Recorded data
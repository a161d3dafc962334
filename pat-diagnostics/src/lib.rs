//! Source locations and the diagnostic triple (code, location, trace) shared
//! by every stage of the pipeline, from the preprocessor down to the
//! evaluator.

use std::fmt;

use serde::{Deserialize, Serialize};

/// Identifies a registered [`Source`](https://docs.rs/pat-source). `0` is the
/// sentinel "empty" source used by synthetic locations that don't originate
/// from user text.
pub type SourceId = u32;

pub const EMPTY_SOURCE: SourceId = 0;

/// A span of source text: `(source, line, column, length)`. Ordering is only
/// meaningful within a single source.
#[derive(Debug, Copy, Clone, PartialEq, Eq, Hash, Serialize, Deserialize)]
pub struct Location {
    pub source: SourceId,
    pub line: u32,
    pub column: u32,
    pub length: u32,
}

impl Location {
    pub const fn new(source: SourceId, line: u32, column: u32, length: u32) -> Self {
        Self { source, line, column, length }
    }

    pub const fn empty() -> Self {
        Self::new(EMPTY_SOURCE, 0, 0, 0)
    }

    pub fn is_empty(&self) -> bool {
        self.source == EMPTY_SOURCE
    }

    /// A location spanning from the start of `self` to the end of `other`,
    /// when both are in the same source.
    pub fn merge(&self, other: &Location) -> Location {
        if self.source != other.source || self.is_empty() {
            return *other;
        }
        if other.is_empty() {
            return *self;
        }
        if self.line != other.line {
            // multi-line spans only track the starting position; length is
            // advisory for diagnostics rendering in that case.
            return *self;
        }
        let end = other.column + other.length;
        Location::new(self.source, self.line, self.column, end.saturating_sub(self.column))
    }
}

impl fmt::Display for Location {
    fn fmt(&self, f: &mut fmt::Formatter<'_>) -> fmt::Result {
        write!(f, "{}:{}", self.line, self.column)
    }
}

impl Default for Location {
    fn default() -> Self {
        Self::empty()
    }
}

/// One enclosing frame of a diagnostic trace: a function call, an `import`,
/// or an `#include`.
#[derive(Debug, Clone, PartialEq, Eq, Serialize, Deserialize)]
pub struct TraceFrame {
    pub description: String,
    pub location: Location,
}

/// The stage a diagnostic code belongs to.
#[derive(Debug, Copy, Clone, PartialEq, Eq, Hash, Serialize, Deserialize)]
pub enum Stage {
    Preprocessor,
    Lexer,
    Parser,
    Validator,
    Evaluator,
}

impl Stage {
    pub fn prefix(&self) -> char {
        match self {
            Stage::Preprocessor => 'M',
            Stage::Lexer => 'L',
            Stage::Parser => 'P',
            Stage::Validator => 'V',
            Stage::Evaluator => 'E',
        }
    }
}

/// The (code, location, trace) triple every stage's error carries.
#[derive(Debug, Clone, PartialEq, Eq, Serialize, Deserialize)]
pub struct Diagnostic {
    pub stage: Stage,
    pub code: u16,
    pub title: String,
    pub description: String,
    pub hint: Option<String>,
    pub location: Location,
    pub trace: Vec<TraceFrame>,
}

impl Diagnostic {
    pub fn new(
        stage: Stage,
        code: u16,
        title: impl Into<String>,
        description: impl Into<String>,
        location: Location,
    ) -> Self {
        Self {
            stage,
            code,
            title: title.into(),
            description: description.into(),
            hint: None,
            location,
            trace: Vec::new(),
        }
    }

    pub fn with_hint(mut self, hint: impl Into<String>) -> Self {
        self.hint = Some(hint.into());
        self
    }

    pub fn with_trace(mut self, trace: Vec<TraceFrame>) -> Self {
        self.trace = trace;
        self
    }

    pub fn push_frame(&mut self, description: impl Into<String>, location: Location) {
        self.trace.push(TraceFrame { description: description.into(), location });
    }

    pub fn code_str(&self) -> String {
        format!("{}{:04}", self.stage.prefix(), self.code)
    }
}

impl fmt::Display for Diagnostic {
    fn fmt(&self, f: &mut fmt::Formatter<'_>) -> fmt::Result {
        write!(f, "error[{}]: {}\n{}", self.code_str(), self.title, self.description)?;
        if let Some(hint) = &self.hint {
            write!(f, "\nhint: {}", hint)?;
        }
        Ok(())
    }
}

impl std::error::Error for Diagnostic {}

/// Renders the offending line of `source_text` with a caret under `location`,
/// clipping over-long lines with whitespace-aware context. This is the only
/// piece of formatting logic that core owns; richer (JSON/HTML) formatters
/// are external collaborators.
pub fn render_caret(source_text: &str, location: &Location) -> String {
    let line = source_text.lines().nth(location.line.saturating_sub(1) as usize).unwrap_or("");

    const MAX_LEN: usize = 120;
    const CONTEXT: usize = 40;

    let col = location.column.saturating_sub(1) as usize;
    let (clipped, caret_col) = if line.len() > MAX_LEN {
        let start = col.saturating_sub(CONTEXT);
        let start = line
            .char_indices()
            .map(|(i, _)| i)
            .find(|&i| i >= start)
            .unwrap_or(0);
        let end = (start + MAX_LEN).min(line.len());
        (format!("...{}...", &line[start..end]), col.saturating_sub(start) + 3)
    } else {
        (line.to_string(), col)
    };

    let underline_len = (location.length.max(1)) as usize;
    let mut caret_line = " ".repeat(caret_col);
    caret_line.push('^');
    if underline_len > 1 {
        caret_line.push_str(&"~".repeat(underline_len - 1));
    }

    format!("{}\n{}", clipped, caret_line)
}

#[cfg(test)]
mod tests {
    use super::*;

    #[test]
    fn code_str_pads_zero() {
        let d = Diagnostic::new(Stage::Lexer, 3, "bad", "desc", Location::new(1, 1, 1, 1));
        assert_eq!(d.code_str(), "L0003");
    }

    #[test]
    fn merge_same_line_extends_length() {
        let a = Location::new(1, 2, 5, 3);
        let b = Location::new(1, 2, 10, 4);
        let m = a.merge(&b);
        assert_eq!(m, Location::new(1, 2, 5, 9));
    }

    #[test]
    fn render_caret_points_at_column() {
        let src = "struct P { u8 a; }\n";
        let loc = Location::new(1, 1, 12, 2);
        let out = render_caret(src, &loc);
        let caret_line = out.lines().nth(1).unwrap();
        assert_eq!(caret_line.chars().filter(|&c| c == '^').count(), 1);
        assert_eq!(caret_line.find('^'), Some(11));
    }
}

* Activity
Scan the entries above and copy each line where "struct" occurs.

* Answer to this task
pub struct Location {
pub struct TraceFrame {
pub struct Diagnostic {
        let src = "struct P { u8 a; }\n";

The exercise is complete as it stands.